EXERCISE AIM — Lines holding the word "InterruptFrame" are the ones to copy from the data below.

----------------------------------------

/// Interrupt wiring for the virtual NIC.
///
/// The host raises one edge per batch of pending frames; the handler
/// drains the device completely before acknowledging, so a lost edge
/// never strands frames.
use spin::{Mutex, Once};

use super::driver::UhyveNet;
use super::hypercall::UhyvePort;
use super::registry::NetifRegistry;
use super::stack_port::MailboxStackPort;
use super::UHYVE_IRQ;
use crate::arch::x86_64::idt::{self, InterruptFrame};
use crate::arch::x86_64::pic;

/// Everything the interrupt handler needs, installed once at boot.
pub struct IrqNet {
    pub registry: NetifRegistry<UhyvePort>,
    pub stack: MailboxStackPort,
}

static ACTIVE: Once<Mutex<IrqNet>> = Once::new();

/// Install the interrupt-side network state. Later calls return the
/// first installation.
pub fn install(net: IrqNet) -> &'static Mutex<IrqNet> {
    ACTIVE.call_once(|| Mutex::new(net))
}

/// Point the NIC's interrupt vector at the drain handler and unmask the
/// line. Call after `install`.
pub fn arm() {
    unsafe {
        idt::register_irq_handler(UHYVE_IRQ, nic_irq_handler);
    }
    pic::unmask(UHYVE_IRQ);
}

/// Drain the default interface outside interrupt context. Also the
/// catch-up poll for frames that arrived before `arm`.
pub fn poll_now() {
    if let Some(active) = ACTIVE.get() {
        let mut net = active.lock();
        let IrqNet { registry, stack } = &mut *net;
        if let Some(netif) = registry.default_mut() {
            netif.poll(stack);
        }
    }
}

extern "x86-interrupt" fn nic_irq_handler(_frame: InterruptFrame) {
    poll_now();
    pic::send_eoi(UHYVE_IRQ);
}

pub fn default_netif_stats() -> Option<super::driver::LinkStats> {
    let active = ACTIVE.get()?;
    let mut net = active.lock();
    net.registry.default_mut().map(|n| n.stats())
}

----------------------------------------

TASK RESULT —
use crate::arch::x86_64::idt::{self, InterruptFrame};
extern "x86-interrupt" fn nic_irq_handler(_frame: InterruptFrame) {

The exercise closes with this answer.